REQUIRED ACTION
Search the entries below for the string "RwLock" and copy the lines that hold it.

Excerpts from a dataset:
== == ==

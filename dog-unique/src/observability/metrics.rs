use parking_lot::RwLock;
use std::collections::HashMap;
use std::sync::atomic::{AtomicU64, Ordering};

use crate::types::Backend;

/// Live counters for uniqueness decisions
pub struct UniqueMetrics {
    admitted: AtomicU64,
    suppressed: AtomicU64,
    released: AtomicU64,
    retained: AtomicU64,
    bypassed: AtomicU64,

    // Per-backend admission metrics
    backend_metrics: RwLock<HashMap<Backend, BackendMetrics>>,
}

impl UniqueMetrics {
    pub fn new() -> Self {
        Self {
            admitted: AtomicU64::new(0),
            suppressed: AtomicU64::new(0),
            released: AtomicU64::new(0),
            retained: AtomicU64::new(0),
            bypassed: AtomicU64::new(0),
            backend_metrics: RwLock::new(HashMap::new()),
        }
    }

    pub fn increment_admitted(&self, backend: Backend) {
        self.admitted.fetch_add(1, Ordering::Relaxed);
        self.backend_metrics.write().entry(backend).or_default().admitted += 1;
    }

    pub fn increment_suppressed(&self, backend: Backend) {
        self.suppressed.fetch_add(1, Ordering::Relaxed);
        self.backend_metrics.write().entry(backend).or_default().suppressed += 1;
    }

    pub fn increment_released(&self) {
        self.released.fetch_add(1, Ordering::Relaxed);
    }

    pub fn increment_retained(&self) {
        self.retained.fetch_add(1, Ordering::Relaxed);
    }

    /// A push went through without a uniqueness check
    pub fn increment_bypassed(&self) {
        self.bypassed.fetch_add(1, Ordering::Relaxed);
    }

    pub fn admitted(&self) -> u64 {
        self.admitted.load(Ordering::Relaxed)
    }

    pub fn suppressed(&self) -> u64 {
        self.suppressed.load(Ordering::Relaxed)
    }

    pub fn released(&self) -> u64 {
        self.released.load(Ordering::Relaxed)
    }

    pub fn retained(&self) -> u64 {
        self.retained.load(Ordering::Relaxed)
    }

    pub fn bypassed(&self) -> u64 {
        self.bypassed.load(Ordering::Relaxed)
    }

    /// Get metrics for a specific backend
    pub fn backend_metrics(&self, backend: Backend) -> BackendMetrics {
        self.backend_metrics
            .read()
            .get(&backend)
            .cloned()
            .unwrap_or_default()
    }

    /// Share of checked pushes that were dropped as duplicates, in percent
    pub fn suppression_rate(&self) -> f64 {
        let admitted = self.admitted() as f64;
        let suppressed = self.suppressed() as f64;
        let total = admitted + suppressed;

        if total == 0.0 {
            0.0
        } else {
            (suppressed / total) * 100.0
        }
    }
}

impl Default for UniqueMetrics {
    fn default() -> Self {
        Self::new()
    }
}

/// Admission counts for one backend
#[derive(Debug, Clone, Default, PartialEq, Eq)]
pub struct BackendMetrics {
    pub admitted: u64,
    pub suppressed: u64,
}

== == ==

REPLY TO THE EXERCISE
use parking_lot::RwLock;
    backend_metrics: RwLock<HashMap<Backend, BackendMetrics>>,
            backend_metrics: RwLock::new(HashMap::new()),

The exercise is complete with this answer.